━━ Task data

//! User role enumeration.

use serde::{Deserialize, Serialize};
use std::fmt;
use std::str::FromStr;

/// Roles available to users within a company.
///
/// The set is closed: unknown role strings are rejected at the boundary
/// instead of being stored.
#[derive(Debug, Clone, Copy, PartialEq, Eq, Hash, Serialize, Deserialize, sqlx::Type)]
#[sqlx(type_name = "user_role", rename_all = "lowercase")]
#[serde(rename_all = "lowercase")]
pub enum Role {
    /// Company administrator.
    Admin,
    /// Approves timesheets and manages projects.
    Manager,
    /// Regular salaried employee.
    Employee,
    /// External contractor.
    Contractor,
}

impl Role {
    /// Check if this role is an admin.
    pub fn is_admin(&self) -> bool {
        matches!(self, Self::Admin)
    }

    /// Check if this role can approve timesheets.
    pub fn can_approve(&self) -> bool {
        matches!(self, Self::Admin | Self::Manager)
    }

    /// Return the role as a lowercase string.
    pub fn as_str(&self) -> &'static str {
        match self {
            Self::Admin => "admin",
            Self::Manager => "manager",
            Self::Employee => "employee",
            Self::Contractor => "contractor",
        }
    }
}

impl fmt::Display for Role {
    fn fmt(&self, f: &mut fmt::Formatter<'_>) -> fmt::Result {
        write!(f, "{}", self.as_str())
    }
}

impl FromStr for Role {
    type Err = tempus_core::AppError;

    fn from_str(s: &str) -> Result<Self, Self::Err> {
        match s.to_lowercase().as_str() {
            "admin" => Ok(Self::Admin),
            "manager" => Ok(Self::Manager),
            "employee" => Ok(Self::Employee),
            "contractor" => Ok(Self::Contractor),
            _ => Err(tempus_core::AppError::validation(format!(
                "Invalid role: '{s}'. Expected one of: admin, manager, employee, contractor"
            ))),
        }
    }
}

#[cfg(test)]
mod tests {
    use super::*;

    #[test]
    fn test_from_str() {
        assert_eq!("admin".parse::<Role>().unwrap(), Role::Admin);
        assert_eq!("CONTRACTOR".parse::<Role>().unwrap(), Role::Contractor);
        assert!("superuser".parse::<Role>().is_err());
    }

    #[test]
    fn test_approval_rights() {
        assert!(Role::Manager.can_approve());
        assert!(Role::Admin.can_approve());
        assert!(!Role::Employee.can_approve());
        assert!(!Role::Contractor.can_approve());
    }
}
//! Token creation with RS256 signing and per-kind TTLs.

use chrono::{DateTime, Utc};
use jsonwebtoken::{Algorithm, EncodingKey, Header, encode};
use uuid::Uuid;

use tempus_core::config::auth::{AuthConfig, KeyMaterial};
use tempus_core::error::AppError;
use tempus_entity::principal::Principal;
use tempus_entity::token::TokenKind;

use super::claims::Claims;

/// Creates signed access and refresh tokens.
#[derive(Clone)]
pub struct TokenEncoder {
    /// RSA private key for signing.
    encoding_key: EncodingKey,
    /// Access token TTL in minutes.
    access_ttl_minutes: i64,
    /// Refresh token TTL in days.
    refresh_ttl_days: i64,
}

impl std::fmt::Debug for TokenEncoder {
    fn fmt(&self, f: &mut std::fmt::Formatter<'_>) -> std::fmt::Result {
        f.debug_struct("TokenEncoder")
            .field("access_ttl_minutes", &self.access_ttl_minutes)
            .field("refresh_ttl_days", &self.refresh_ttl_days)
            .finish()
    }
}

/// Result of a successful token issuance.
#[derive(Debug, Clone, serde::Serialize, serde::Deserialize)]
pub struct IssuedToken {
    /// The serialized signed token.
    pub token: String,
    /// The freshly generated token id.
    pub jti: Uuid,
    /// Access or refresh.
    pub kind: TokenKind,
    /// Absolute expiry.
    pub expires_at: DateTime<Utc>,
}

impl TokenEncoder {
    /// Creates a new encoder from auth configuration and key material.
    pub fn new(config: &AuthConfig, keys: &KeyMaterial) -> Result<Self, AppError> {
        let encoding_key = EncodingKey::from_rsa_pem(keys.private_pem.as_bytes())
            .map_err(|e| AppError::configuration(format!("Invalid RSA private key: {e}")))?;

        Ok(Self {
            encoding_key,
            access_ttl_minutes: config.access_ttl_minutes as i64,
            refresh_ttl_days: config.refresh_ttl_days as i64,
        })
    }

    /// Issues a signed token of the given kind for a principal.
    ///
    /// The claims carry the principal's subject, tenant, and role; any
    /// `extra` claims are merged in verbatim. The TTL is fixed per kind.
    pub fn issue(
        &self,
        kind: TokenKind,
        principal: &Principal,
        extra: serde_json::Map<String, serde_json::Value>,
    ) -> Result<IssuedToken, AppError> {
        let now = Utc::now();
        let expires_at = now + self.ttl(kind);
        let jti = Uuid::new_v4();

        let claims = Claims {
            sub: principal.subject_id(),
            company_id: principal.tenant_id(),
            role: principal.role(),
            iat: now.timestamp(),
            exp: expires_at.timestamp(),
            jti,
            kind,
            extra,
        };

        let token = encode(&Header::new(Algorithm::RS256), &claims, &self.encoding_key)
            .map_err(|e| AppError::internal(format!("Failed to encode {kind} token: {e}")))?;

        Ok(IssuedToken {
            token,
            jti,
            kind,
            expires_at,
        })
    }

    /// Issues both tokens of a login pair.
    pub fn issue_pair(
        &self,
        principal: &Principal,
        extra: serde_json::Map<String, serde_json::Value>,
    ) -> Result<(IssuedToken, IssuedToken), AppError> {
        let access = self.issue(TokenKind::Access, principal, extra.clone())?;
        let refresh = self.issue(TokenKind::Refresh, principal, extra)?;
        Ok((access, refresh))
    }

    fn ttl(&self, kind: TokenKind) -> chrono::Duration {
        match kind {
            TokenKind::Access => chrono::Duration::minutes(self.access_ttl_minutes),
            TokenKind::Refresh => chrono::Duration::days(self.refresh_ttl_days),
        }
    }
}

━━━━

> Work request:
Write out every line from the records above, word for word.

> Solution for this task:
//! User role enumeration.

use serde::{Deserialize, Serialize};
use std::fmt;
use std::str::FromStr;

/// Roles available to users within a company.
///
/// The set is closed: unknown role strings are rejected at the boundary
/// instead of being stored.
#[derive(Debug, Clone, Copy, PartialEq, Eq, Hash, Serialize, Deserialize, sqlx::Type)]
#[sqlx(type_name = "user_role", rename_all = "lowercase")]
#[serde(rename_all = "lowercase")]
pub enum Role {
    /// Company administrator.
    Admin,
    /// Approves timesheets and manages projects.
    Manager,
    /// Regular salaried employee.
    Employee,
    /// External contractor.
    Contractor,
}

impl Role {
    /// Check if this role is an admin.
    pub fn is_admin(&self) -> bool {
        matches!(self, Self::Admin)
    }

    /// Check if this role can approve timesheets.
    pub fn can_approve(&self) -> bool {
        matches!(self, Self::Admin | Self::Manager)
    }

    /// Return the role as a lowercase string.
    pub fn as_str(&self) -> &'static str {
        match self {
            Self::Admin => "admin",
            Self::Manager => "manager",
            Self::Employee => "employee",
            Self::Contractor => "contractor",
        }
    }
}

impl fmt::Display for Role {
    fn fmt(&self, f: &mut fmt::Formatter<'_>) -> fmt::Result {
        write!(f, "{}", self.as_str())
    }
}

impl FromStr for Role {
    type Err = tempus_core::AppError;

    fn from_str(s: &str) -> Result<Self, Self::Err> {
        match s.to_lowercase().as_str() {
            "admin" => Ok(Self::Admin),
            "manager" => Ok(Self::Manager),
            "employee" => Ok(Self::Employee),
            "contractor" => Ok(Self::Contractor),
            _ => Err(tempus_core::AppError::validation(format!(
                "Invalid role: '{s}'. Expected one of: admin, manager, employee, contractor"
            ))),
        }
    }
}

#[cfg(test)]
mod tests {
    use super::*;

    #[test]
    fn test_from_str() {
        assert_eq!("admin".parse::<Role>().unwrap(), Role::Admin);
        assert_eq!("CONTRACTOR".parse::<Role>().unwrap(), Role::Contractor);
        assert!("superuser".parse::<Role>().is_err());
    }

    #[test]
    fn test_approval_rights() {
        assert!(Role::Manager.can_approve());
        assert!(Role::Admin.can_approve());
        assert!(!Role::Employee.can_approve());
        assert!(!Role::Contractor.can_approve());
    }
}
//! Token creation with RS256 signing and per-kind TTLs.

use chrono::{DateTime, Utc};
use jsonwebtoken::{Algorithm, EncodingKey, Header, encode};
use uuid::Uuid;

use tempus_core::config::auth::{AuthConfig, KeyMaterial};
use tempus_core::error::AppError;
use tempus_entity::principal::Principal;
use tempus_entity::token::TokenKind;

use super::claims::Claims;

/// Creates signed access and refresh tokens.
#[derive(Clone)]
pub struct TokenEncoder {
    /// RSA private key for signing.
    encoding_key: EncodingKey,
    /// Access token TTL in minutes.
    access_ttl_minutes: i64,
    /// Refresh token TTL in days.
    refresh_ttl_days: i64,
}

impl std::fmt::Debug for TokenEncoder {
    fn fmt(&self, f: &mut std::fmt::Formatter<'_>) -> std::fmt::Result {
        f.debug_struct("TokenEncoder")
            .field("access_ttl_minutes", &self.access_ttl_minutes)
            .field("refresh_ttl_days", &self.refresh_ttl_days)
            .finish()
    }
}

/// Result of a successful token issuance.
#[derive(Debug, Clone, serde::Serialize, serde::Deserialize)]
pub struct IssuedToken {
    /// The serialized signed token.
    pub token: String,
    /// The freshly generated token id.
    pub jti: Uuid,
    /// Access or refresh.
    pub kind: TokenKind,
    /// Absolute expiry.
    pub expires_at: DateTime<Utc>,
}

impl TokenEncoder {
    /// Creates a new encoder from auth configuration and key material.
    pub fn new(config: &AuthConfig, keys: &KeyMaterial) -> Result<Self, AppError> {
        let encoding_key = EncodingKey::from_rsa_pem(keys.private_pem.as_bytes())
            .map_err(|e| AppError::configuration(format!("Invalid RSA private key: {e}")))?;

        Ok(Self {
            encoding_key,
            access_ttl_minutes: config.access_ttl_minutes as i64,
            refresh_ttl_days: config.refresh_ttl_days as i64,
        })
    }

    /// Issues a signed token of the given kind for a principal.
    ///
    /// The claims carry the principal's subject, tenant, and role; any
    /// `extra` claims are merged in verbatim. The TTL is fixed per kind.
    pub fn issue(
        &self,
        kind: TokenKind,
        principal: &Principal,
        extra: serde_json::Map<String, serde_json::Value>,
    ) -> Result<IssuedToken, AppError> {
        let now = Utc::now();
        let expires_at = now + self.ttl(kind);
        let jti = Uuid::new_v4();

        let claims = Claims {
            sub: principal.subject_id(),
            company_id: principal.tenant_id(),
            role: principal.role(),
            iat: now.timestamp(),
            exp: expires_at.timestamp(),
            jti,
            kind,
            extra,
        };

        let token = encode(&Header::new(Algorithm::RS256), &claims, &self.encoding_key)
            .map_err(|e| AppError::internal(format!("Failed to encode {kind} token: {e}")))?;

        Ok(IssuedToken {
            token,
            jti,
            kind,
            expires_at,
        })
    }

    /// Issues both tokens of a login pair.
    pub fn issue_pair(
        &self,
        principal: &Principal,
        extra: serde_json::Map<String, serde_json::Value>,
    ) -> Result<(IssuedToken, IssuedToken), AppError> {
        let access = self.issue(TokenKind::Access, principal, extra.clone())?;
        let refresh = self.issue(TokenKind::Refresh, principal, extra)?;
        Ok((access, refresh))
    }

    fn ttl(&self, kind: TokenKind) -> chrono::Duration {
        match kind {
            TokenKind::Access => chrono::Duration::minutes(self.access_ttl_minutes),
            TokenKind::Refresh => chrono::Duration::days(self.refresh_ttl_days),
        }
    }
}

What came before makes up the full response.